• PROBLEM TO WORK ON: Find the string "BeverageDetail" in the listing and report every line that has it.
───
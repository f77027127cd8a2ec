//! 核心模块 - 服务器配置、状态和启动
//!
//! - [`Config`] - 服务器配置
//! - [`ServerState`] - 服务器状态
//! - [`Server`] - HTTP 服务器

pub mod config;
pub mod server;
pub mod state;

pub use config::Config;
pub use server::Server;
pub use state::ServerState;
───
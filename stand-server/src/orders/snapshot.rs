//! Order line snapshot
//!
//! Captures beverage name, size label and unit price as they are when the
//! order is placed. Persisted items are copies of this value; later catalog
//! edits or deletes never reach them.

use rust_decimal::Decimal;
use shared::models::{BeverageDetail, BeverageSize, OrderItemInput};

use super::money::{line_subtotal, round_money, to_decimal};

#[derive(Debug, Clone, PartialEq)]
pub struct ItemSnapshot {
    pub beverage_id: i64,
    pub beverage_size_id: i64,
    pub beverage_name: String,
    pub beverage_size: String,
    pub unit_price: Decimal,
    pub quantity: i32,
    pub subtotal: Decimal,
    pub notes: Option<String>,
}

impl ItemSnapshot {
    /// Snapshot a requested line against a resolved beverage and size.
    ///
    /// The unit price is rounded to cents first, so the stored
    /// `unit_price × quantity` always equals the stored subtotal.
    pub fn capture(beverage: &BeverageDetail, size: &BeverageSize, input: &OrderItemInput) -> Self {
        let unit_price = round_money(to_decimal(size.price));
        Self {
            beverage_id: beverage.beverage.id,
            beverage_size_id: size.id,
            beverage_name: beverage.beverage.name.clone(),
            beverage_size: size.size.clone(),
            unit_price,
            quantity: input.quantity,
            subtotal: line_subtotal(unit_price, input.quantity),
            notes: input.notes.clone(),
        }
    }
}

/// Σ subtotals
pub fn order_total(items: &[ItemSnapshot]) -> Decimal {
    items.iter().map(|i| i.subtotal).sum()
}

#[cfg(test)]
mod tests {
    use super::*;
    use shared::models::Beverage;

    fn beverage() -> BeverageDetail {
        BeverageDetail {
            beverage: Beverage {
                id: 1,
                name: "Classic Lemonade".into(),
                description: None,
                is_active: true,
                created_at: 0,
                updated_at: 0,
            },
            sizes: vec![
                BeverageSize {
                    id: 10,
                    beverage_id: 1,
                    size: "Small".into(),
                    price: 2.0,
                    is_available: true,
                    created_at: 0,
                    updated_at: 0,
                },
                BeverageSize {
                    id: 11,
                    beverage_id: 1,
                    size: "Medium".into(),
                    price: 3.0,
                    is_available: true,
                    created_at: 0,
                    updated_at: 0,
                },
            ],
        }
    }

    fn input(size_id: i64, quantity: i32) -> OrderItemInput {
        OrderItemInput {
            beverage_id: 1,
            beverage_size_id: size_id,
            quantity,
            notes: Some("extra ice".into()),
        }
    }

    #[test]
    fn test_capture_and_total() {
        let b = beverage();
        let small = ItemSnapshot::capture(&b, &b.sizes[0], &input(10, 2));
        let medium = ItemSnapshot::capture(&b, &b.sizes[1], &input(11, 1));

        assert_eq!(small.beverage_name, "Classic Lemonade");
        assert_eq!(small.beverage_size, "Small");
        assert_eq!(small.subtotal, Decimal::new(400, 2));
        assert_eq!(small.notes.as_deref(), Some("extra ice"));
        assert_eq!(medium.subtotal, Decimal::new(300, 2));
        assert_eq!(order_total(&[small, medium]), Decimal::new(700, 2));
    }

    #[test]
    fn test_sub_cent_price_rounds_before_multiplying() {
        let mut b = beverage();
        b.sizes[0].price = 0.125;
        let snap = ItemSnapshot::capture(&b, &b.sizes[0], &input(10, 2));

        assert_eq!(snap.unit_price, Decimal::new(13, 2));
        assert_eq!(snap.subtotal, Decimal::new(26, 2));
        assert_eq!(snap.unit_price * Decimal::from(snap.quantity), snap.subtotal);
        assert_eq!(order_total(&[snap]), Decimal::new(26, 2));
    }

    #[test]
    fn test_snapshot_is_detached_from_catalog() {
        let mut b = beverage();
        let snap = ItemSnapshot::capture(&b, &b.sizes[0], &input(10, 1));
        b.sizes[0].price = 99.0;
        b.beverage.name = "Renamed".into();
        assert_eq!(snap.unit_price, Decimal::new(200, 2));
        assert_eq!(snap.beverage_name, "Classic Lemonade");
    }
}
───
• ANSWER SECTION:
use shared::models::{BeverageDetail, BeverageSize, OrderItemInput};
    pub fn capture(beverage: &BeverageDetail, size: &BeverageSize, input: &OrderItemInput) -> Self {
    fn beverage() -> BeverageDetail {
        BeverageDetail {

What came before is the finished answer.